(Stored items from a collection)

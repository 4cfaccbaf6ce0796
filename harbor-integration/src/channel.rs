use serde::{Deserialize, Serialize};
use std::{
    marker::PhantomData,
    sync::{
        Arc,
        atomic::{AtomicU64, Ordering},
    },
};
use tracing::warn;

/// Transmitter abstraction over different channel kinds.
pub trait Tx
where
    Self: Clone + Send,
{
    type Item;
    type Error;
    fn send(&self, item: Self::Item) -> Result<(), Self::Error>;
}

#[derive(Debug, Clone)]
pub struct UnboundedTx<T, Error> {
    pub tx: tokio::sync::mpsc::UnboundedSender<T>,
    phantom: PhantomData<Error>,
}

impl<T, Error> UnboundedTx<T, Error> {
    pub fn new(tx: tokio::sync::mpsc::UnboundedSender<T>) -> Self {
        Self {
            tx,
            phantom: PhantomData,
        }
    }
}

impl<T, Error> Tx for UnboundedTx<T, Error>
where
    T: Clone + Send,
    Error: From<tokio::sync::mpsc::error::SendError<T>> + Clone + Send,
{
    type Item = T;
    type Error = Error;

    fn send(&self, item: Self::Item) -> Result<(), Self::Error> {
        self.tx.send(item).map_err(Error::from)
    }
}

#[derive(Debug)]
pub struct UnboundedRx<T> {
    pub rx: tokio::sync::mpsc::UnboundedReceiver<T>,
}

impl<T> UnboundedRx<T> {
    pub fn new(rx: tokio::sync::mpsc::UnboundedReceiver<T>) -> Self {
        Self { rx }
    }

    pub fn into_stream(self) -> tokio_stream::wrappers::UnboundedReceiverStream<T> {
        tokio_stream::wrappers::UnboundedReceiverStream::new(self.rx)
    }
}

/// Construct an unbounded channel as a `(UnboundedTx, UnboundedRx)` pair.
pub fn mpsc_unbounded<T, Error>() -> (UnboundedTx<T, Error>, UnboundedRx<T>) {
    let (tx, rx) = tokio::sync::mpsc::unbounded_channel();
    (UnboundedTx::new(tx), UnboundedRx::new(rx))
}

/// Transmitter wrapper that disables itself after the receiver is dropped, rather than
/// propagating send failures to the caller.
#[derive(Debug, Clone)]
pub struct ChannelTxDroppable<ChannelTx> {
    pub state: ChannelState<ChannelTx>,
}

impl<ChannelTx> ChannelTxDroppable<ChannelTx> {
    pub fn new(tx: ChannelTx) -> Self {
        Self {
            state: ChannelState::Active(tx),
        }
    }
}

#[derive(Debug, Clone, Eq, PartialEq, Ord, PartialOrd, Deserialize, Serialize)]
pub enum ChannelState<Tx> {
    Active(Tx),
    Disabled,
}

impl<ChannelTx> ChannelTxDroppable<ChannelTx>
where
    ChannelTx: Tx,
{
    pub fn send(&mut self, item: ChannelTx::Item) {
        let ChannelState::Active(tx) = &self.state else {
            return;
        };

        if tx.send(item).is_err() {
            let name = std::any::type_name::<ChannelTx::Item>();
            warn!(
                name,
                "ChannelTxDroppable receiver dropped - items will no longer be sent"
            );
            self.state = ChannelState::Disabled
        }
    }

    pub fn is_disabled(&self) -> bool {
        matches!(self.state, ChannelState::Disabled)
    }
}

/// Bounded transmitter that never blocks the producer: a full buffer drops the item and
/// increments a shared drop counter instead.
///
/// Used for fan-out to subscribers that must not be able to stall a reader task.
#[derive(Debug, Clone)]
pub struct BoundedTxDropOnFull<T> {
    pub tx: tokio::sync::mpsc::Sender<T>,
    drops: Arc<AtomicU64>,
}

impl<T> BoundedTxDropOnFull<T> {
    pub fn new(tx: tokio::sync::mpsc::Sender<T>) -> Self {
        Self {
            tx,
            drops: Arc::new(AtomicU64::new(0)),
        }
    }

    /// Attempt a non-blocking send. A full buffer drops the item and counts it.
    ///
    /// Returns `false` once the receiver has been dropped, signalling the subscriber can be
    /// removed from the fan-out list.
    pub fn try_send(&self, item: T) -> bool {
        match self.tx.try_send(item) {
            Ok(()) => true,
            Err(tokio::sync::mpsc::error::TrySendError::Full(_)) => {
                self.drops.fetch_add(1, Ordering::Relaxed);
                true
            }
            Err(tokio::sync::mpsc::error::TrySendError::Closed(_)) => false,
        }
    }

    /// Number of items dropped on this subscriber due to a full buffer.
    pub fn dropped(&self) -> u64 {
        self.drops.load(Ordering::Relaxed)
    }
}

/// Construct a bounded drop-on-full channel with the provided buffer capacity.
pub fn mpsc_bounded_drop_on_full<T>(
    capacity: usize,
) -> (BoundedTxDropOnFull<T>, tokio::sync::mpsc::Receiver<T>) {
    let (tx, rx) = tokio::sync::mpsc::channel(capacity);
    (BoundedTxDropOnFull::new(tx), rx)
}

#[cfg(test)]
mod tests {
    use super::*;

    #[test]
    fn test_bounded_tx_drops_on_full_without_blocking() {
        let (tx, mut rx) = mpsc_bounded_drop_on_full::<u32>(2);

        assert!(tx.try_send(1));
        assert!(tx.try_send(2));
        // Buffer full: item dropped, producer not blocked
        assert!(tx.try_send(3));
        assert_eq!(tx.dropped(), 1);

        assert_eq!(rx.try_recv().unwrap(), 1);
        assert_eq!(rx.try_recv().unwrap(), 2);
        assert!(rx.try_recv().is_err());
    }

    #[test]
    fn test_bounded_tx_reports_closed_receiver() {
        let (tx, rx) = mpsc_bounded_drop_on_full::<u32>(2);
        drop(rx);
        assert!(!tx.try_send(1));
    }
}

Task prompt | Repeat the entries exactly, all of them.

Response |
repository 4cfaccbaf6ce0796
filename harbor-integration/src/channel.rs
use serde::{Deserialize, Serialize};
use std::{
    marker::PhantomData,
    sync::{
        Arc,
        atomic::{AtomicU64, Ordering},
    },
};
use tracing::warn;

/// Transmitter abstraction over different channel kinds.
pub trait Tx
where
    Self: Clone + Send,
{
    type Item;
    type Error;
    fn send(&self, item: Self::Item) -> Result<(), Self::Error>;
}

#[derive(Debug, Clone)]
pub struct UnboundedTx<T, Error> {
    pub tx: tokio::sync::mpsc::UnboundedSender<T>,
    phantom: PhantomData<Error>,
}

impl<T, Error> UnboundedTx<T, Error> {
    pub fn new(tx: tokio::sync::mpsc::UnboundedSender<T>) -> Self {
        Self {
            tx,
            phantom: PhantomData,
        }
    }
}

impl<T, Error> Tx for UnboundedTx<T, Error>
where
    T: Clone + Send,
    Error: From<tokio::sync::mpsc::error::SendError<T>> + Clone + Send,
{
    type Item = T;
    type Error = Error;

    fn send(&self, item: Self::Item) -> Result<(), Self::Error> {
        self.tx.send(item).map_err(Error::from)
    }
}

#[derive(Debug)]
pub struct UnboundedRx<T> {
    pub rx: tokio::sync::mpsc::UnboundedReceiver<T>,
}

impl<T> UnboundedRx<T> {
    pub fn new(rx: tokio::sync::mpsc::UnboundedReceiver<T>) -> Self {
        Self { rx }
    }

    pub fn into_stream(self) -> tokio_stream::wrappers::UnboundedReceiverStream<T> {
        tokio_stream::wrappers::UnboundedReceiverStream::new(self.rx)
    }
}

/// Construct an unbounded channel as a `(UnboundedTx, UnboundedRx)` pair.
pub fn mpsc_unbounded<T, Error>() -> (UnboundedTx<T, Error>, UnboundedRx<T>) {
    let (tx, rx) = tokio::sync::mpsc::unbounded_channel();
    (UnboundedTx::new(tx), UnboundedRx::new(rx))
}

/// Transmitter wrapper that disables itself after the receiver is dropped, rather than
/// propagating send failures to the caller.
#[derive(Debug, Clone)]
pub struct ChannelTxDroppable<ChannelTx> {
    pub state: ChannelState<ChannelTx>,
}

impl<ChannelTx> ChannelTxDroppable<ChannelTx> {
    pub fn new(tx: ChannelTx) -> Self {
        Self {
            state: ChannelState::Active(tx),
        }
    }
}

#[derive(Debug, Clone, Eq, PartialEq, Ord, PartialOrd, Deserialize, Serialize)]
pub enum ChannelState<Tx> {
    Active(Tx),
    Disabled,
}

impl<ChannelTx> ChannelTxDroppable<ChannelTx>
where
    ChannelTx: Tx,
{
    pub fn send(&mut self, item: ChannelTx::Item) {
        let ChannelState::Active(tx) = &self.state else {
            return;
        };

        if tx.send(item).is_err() {
            let name = std::any::type_name::<ChannelTx::Item>();
            warn!(
                name,
                "ChannelTxDroppable receiver dropped - items will no longer be sent"
            );
            self.state = ChannelState::Disabled
        }
    }

    pub fn is_disabled(&self) -> bool {
        matches!(self.state, ChannelState::Disabled)
    }
}

/// Bounded transmitter that never blocks the producer: a full buffer drops the item and
/// increments a shared drop counter instead.
///
/// Used for fan-out to subscribers that must not be able to stall a reader task.
#[derive(Debug, Clone)]
pub struct BoundedTxDropOnFull<T> {
    pub tx: tokio::sync::mpsc::Sender<T>,
    drops: Arc<AtomicU64>,
}

impl<T> BoundedTxDropOnFull<T> {
    pub fn new(tx: tokio::sync::mpsc::Sender<T>) -> Self {
        Self {
            tx,
            drops: Arc::new(AtomicU64::new(0)),
        }
    }

    /// Attempt a non-blocking send. A full buffer drops the item and counts it.
    ///
    /// Returns `false` once the receiver has been dropped, signalling the subscriber can be
    /// removed from the fan-out list.
    pub fn try_send(&self, item: T) -> bool {
        match self.tx.try_send(item) {
            Ok(()) => true,
            Err(tokio::sync::mpsc::error::TrySendError::Full(_)) => {
                self.drops.fetch_add(1, Ordering::Relaxed);
                true
            }
            Err(tokio::sync::mpsc::error::TrySendError::Closed(_)) => false,
        }
    }

    /// Number of items dropped on this subscriber due to a full buffer.
    pub fn dropped(&self) -> u64 {
        self.drops.load(Ordering::Relaxed)
    }
}

/// Construct a bounded drop-on-full channel with the provided buffer capacity.
pub fn mpsc_bounded_drop_on_full<T>(
    capacity: usize,
) -> (BoundedTxDropOnFull<T>, tokio::sync::mpsc::Receiver<T>) {
    let (tx, rx) = tokio::sync::mpsc::channel(capacity);
    (BoundedTxDropOnFull::new(tx), rx)
}

#[cfg(test)]
mod tests {
    use super::*;

    #[test]
    fn test_bounded_tx_drops_on_full_without_blocking() {
        let (tx, mut rx) = mpsc_bounded_drop_on_full::<u32>(2);

        assert!(tx.try_send(1));
        assert!(tx.try_send(2));
        // Buffer full: item dropped, producer not blocked
        assert!(tx.try_send(3));
        assert_eq!(tx.dropped(), 1);

        assert_eq!(rx.try_recv().unwrap(), 1);
        assert_eq!(rx.try_recv().unwrap(), 2);
        assert!(rx.try_recv().is_err());
    }

    #[test]
    fn test_bounded_tx_reports_closed_receiver() {
        let (tx, rx) = mpsc_bounded_drop_on_full::<u32>(2);
        drop(rx);
        assert!(!tx.try_send(1));
    }
}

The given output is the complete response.